Stored items →
---+---
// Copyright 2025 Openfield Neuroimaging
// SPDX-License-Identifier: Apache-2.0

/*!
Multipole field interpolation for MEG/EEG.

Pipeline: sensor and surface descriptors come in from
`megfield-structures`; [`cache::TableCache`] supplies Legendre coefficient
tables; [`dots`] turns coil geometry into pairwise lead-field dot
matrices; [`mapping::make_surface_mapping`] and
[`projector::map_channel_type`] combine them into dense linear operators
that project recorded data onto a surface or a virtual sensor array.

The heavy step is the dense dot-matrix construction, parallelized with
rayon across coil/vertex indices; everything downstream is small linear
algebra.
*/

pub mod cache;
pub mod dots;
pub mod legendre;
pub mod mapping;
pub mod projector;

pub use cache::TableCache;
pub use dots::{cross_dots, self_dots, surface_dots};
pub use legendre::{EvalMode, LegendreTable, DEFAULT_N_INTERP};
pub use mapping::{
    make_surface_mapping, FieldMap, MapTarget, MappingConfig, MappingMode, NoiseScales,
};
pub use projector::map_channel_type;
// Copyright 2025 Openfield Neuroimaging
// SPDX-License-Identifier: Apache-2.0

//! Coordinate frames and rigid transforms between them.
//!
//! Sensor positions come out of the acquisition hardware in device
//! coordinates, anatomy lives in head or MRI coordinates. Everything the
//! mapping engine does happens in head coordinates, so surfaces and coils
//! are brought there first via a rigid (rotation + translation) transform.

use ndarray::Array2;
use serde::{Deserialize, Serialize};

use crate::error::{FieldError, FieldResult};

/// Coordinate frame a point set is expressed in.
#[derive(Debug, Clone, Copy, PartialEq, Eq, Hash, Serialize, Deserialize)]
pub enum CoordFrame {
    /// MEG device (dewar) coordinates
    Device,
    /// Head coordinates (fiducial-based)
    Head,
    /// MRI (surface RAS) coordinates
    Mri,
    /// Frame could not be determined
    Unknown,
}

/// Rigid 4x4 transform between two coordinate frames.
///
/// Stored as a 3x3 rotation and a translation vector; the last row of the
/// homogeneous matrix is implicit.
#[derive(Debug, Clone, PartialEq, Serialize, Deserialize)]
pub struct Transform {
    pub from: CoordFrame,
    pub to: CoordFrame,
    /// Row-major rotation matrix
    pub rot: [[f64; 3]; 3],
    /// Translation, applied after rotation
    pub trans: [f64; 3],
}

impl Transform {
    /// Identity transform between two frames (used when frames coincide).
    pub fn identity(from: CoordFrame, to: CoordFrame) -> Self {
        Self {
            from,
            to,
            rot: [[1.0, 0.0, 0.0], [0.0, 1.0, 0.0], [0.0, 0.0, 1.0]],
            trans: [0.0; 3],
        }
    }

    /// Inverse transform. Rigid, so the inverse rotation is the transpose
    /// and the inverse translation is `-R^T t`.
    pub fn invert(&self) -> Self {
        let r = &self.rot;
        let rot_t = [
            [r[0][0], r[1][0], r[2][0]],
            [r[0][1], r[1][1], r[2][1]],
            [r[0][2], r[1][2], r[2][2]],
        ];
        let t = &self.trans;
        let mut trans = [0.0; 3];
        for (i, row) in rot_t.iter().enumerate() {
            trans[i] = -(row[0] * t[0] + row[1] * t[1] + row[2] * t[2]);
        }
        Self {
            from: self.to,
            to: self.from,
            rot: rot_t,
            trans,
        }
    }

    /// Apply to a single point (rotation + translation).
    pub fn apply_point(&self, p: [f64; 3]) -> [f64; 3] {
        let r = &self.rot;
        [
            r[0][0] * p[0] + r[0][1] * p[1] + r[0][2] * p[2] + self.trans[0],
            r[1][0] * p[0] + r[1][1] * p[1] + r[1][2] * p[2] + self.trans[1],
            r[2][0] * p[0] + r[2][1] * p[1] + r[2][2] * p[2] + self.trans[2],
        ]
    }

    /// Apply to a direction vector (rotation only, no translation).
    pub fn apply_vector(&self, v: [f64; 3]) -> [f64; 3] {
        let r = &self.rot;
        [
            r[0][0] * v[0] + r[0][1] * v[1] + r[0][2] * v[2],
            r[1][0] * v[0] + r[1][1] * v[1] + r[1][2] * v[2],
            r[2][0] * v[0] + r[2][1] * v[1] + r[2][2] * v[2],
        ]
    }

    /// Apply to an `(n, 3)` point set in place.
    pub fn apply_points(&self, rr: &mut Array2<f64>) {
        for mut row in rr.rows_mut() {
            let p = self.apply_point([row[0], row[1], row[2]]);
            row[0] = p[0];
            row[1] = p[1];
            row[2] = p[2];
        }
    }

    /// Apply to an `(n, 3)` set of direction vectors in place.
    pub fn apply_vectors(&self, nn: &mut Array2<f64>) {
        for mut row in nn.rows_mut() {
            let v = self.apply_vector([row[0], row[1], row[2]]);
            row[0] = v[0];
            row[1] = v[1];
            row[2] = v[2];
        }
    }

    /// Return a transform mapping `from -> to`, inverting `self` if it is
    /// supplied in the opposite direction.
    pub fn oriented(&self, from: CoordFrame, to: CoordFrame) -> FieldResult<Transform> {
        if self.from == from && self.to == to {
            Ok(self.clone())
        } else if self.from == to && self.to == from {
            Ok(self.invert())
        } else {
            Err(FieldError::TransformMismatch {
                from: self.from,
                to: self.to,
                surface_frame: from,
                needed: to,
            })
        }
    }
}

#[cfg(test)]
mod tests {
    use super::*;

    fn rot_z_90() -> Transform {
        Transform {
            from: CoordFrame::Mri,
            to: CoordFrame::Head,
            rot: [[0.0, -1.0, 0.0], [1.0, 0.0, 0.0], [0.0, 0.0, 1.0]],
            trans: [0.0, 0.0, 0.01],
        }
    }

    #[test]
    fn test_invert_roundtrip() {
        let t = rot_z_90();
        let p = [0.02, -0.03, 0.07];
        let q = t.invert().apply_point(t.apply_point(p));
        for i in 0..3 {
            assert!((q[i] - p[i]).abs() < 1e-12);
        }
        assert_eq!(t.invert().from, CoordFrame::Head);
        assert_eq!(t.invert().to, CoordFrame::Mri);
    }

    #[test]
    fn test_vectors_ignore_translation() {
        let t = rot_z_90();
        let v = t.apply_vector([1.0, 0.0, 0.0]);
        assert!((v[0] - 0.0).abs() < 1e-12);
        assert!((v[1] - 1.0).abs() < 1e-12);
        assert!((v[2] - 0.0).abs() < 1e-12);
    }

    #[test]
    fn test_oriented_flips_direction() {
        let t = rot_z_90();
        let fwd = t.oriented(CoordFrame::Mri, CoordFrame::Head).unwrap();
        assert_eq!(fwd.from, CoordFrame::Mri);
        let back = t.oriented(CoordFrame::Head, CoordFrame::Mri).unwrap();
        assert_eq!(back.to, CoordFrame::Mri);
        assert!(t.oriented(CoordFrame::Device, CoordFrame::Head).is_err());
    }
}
---+---
Which lines above run from the one containing "r[1][0] * v[0]" down to the one containing "let p = self.apply_point([row[0], row[1], row[2]]);"? Repeat exactly those, both ends included, and nothing else.

Response to this task →
            r[1][0] * v[0] + r[1][1] * v[1] + r[1][2] * v[2],
            r[2][0] * v[0] + r[2][1] * v[1] + r[2][2] * v[2],
        ]
    }

    /// Apply to an `(n, 3)` point set in place.
    pub fn apply_points(&self, rr: &mut Array2<f64>) {
        for mut row in rr.rows_mut() {
            let p = self.apply_point([row[0], row[1], row[2]]);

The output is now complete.